• Provided entries
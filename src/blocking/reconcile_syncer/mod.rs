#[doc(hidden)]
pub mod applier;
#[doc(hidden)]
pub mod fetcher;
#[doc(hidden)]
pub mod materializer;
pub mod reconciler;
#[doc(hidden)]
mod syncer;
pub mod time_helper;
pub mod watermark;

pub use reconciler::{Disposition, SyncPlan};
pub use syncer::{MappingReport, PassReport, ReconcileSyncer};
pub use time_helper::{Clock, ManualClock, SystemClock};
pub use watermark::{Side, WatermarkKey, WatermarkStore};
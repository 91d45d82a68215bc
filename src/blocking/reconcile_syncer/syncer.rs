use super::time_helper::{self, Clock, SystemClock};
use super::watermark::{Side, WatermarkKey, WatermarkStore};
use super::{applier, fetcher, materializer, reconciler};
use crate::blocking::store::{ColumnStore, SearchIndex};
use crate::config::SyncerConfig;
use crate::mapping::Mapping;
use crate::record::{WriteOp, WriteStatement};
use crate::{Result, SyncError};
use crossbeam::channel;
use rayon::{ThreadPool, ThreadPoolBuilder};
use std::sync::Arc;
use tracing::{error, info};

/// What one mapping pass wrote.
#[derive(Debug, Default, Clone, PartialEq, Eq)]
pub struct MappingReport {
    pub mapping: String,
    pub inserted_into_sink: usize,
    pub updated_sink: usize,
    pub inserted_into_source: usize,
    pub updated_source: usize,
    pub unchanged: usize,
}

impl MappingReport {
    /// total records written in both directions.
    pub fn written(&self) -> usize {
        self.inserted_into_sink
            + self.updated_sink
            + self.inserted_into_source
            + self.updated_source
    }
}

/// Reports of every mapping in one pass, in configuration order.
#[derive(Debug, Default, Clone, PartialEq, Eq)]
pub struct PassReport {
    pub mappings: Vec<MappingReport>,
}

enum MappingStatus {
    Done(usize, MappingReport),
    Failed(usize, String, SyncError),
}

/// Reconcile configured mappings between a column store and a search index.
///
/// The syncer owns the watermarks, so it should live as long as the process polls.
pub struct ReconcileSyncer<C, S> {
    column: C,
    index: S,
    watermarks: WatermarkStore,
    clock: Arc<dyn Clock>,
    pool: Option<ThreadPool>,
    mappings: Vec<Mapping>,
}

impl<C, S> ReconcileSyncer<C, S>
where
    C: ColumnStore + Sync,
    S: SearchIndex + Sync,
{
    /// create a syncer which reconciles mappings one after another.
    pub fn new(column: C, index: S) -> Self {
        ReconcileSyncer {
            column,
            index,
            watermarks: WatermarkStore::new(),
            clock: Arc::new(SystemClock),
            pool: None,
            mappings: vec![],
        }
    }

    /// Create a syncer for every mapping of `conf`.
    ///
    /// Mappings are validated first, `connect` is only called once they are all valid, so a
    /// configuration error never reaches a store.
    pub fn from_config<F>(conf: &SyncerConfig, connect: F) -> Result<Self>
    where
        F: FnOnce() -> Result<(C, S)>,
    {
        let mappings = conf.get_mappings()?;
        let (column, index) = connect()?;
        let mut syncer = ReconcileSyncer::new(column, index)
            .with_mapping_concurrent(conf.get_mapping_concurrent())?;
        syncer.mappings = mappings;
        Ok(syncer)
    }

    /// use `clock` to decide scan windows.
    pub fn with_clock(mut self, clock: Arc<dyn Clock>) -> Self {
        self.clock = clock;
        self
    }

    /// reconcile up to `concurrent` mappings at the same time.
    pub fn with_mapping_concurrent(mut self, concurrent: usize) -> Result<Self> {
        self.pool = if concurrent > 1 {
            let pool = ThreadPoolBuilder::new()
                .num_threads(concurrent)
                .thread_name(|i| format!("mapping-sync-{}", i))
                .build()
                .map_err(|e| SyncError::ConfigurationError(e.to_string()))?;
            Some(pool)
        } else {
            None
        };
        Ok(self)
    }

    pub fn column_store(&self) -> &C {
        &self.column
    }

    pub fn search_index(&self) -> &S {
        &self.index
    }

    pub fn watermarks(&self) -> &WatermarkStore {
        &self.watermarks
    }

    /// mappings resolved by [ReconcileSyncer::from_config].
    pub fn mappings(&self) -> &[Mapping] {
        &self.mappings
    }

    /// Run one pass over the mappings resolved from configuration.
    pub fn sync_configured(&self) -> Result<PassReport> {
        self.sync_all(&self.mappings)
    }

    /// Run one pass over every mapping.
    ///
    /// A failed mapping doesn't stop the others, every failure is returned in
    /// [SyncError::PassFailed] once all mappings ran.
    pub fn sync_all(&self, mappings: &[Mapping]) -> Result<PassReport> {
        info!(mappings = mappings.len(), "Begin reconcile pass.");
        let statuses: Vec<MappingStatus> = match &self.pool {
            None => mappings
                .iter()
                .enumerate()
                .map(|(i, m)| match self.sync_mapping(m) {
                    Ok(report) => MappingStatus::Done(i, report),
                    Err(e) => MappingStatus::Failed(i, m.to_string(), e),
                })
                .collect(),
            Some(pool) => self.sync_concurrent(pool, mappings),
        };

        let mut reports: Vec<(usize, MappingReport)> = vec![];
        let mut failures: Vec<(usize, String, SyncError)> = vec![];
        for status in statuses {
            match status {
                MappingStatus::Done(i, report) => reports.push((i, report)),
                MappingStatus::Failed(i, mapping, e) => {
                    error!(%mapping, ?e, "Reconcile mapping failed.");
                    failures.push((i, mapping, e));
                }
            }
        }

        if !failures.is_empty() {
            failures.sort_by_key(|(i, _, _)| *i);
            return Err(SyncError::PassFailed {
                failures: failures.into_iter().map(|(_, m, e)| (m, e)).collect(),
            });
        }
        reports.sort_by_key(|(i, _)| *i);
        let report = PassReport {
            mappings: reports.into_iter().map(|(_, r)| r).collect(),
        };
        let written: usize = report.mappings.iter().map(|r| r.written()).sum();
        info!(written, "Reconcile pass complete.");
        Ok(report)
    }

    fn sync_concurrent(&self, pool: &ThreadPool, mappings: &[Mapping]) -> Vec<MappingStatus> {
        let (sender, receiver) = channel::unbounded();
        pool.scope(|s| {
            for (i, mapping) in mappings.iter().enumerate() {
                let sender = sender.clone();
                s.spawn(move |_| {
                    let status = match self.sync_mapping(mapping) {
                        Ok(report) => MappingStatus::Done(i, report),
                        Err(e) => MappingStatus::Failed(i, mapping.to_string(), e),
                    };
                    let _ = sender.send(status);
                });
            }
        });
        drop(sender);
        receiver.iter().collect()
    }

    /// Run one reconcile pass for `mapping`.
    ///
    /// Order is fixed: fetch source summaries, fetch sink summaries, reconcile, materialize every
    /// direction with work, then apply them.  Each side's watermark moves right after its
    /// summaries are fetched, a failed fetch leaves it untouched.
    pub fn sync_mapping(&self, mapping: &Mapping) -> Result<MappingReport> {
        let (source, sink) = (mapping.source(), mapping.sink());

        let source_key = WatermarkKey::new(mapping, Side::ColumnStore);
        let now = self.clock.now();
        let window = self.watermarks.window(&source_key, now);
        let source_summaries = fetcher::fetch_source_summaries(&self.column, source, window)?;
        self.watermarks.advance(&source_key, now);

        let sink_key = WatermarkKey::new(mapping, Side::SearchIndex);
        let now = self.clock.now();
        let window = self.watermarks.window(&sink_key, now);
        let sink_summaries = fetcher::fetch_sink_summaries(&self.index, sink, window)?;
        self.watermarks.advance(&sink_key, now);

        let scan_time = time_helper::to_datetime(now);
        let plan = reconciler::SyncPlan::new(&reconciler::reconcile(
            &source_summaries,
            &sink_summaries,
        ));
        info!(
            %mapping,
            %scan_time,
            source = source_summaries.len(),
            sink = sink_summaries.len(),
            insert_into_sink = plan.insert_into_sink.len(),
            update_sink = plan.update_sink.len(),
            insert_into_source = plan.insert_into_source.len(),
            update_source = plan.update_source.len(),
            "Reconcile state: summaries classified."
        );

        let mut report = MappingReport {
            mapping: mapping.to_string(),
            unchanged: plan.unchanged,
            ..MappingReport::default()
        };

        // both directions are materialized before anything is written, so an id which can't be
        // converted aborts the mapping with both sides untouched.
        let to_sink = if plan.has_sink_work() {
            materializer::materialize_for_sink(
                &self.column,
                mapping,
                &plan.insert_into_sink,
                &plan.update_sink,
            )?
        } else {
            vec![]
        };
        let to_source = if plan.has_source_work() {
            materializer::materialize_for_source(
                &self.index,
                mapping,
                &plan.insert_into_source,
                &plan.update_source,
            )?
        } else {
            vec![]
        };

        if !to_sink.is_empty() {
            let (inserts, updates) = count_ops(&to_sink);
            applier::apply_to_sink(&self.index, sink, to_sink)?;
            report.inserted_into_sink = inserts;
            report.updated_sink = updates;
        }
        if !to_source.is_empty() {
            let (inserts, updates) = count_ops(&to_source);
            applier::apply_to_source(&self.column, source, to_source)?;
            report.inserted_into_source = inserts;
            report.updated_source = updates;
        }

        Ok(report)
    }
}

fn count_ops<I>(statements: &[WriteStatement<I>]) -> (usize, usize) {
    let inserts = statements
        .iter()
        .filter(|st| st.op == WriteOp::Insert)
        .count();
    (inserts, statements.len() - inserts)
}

• Exercise objective
Every line with "directions" in it should be copied from the entries above.

• Your response
    /// total records written in both directions.
        // both directions are materialized before anything is written, so an id which can't be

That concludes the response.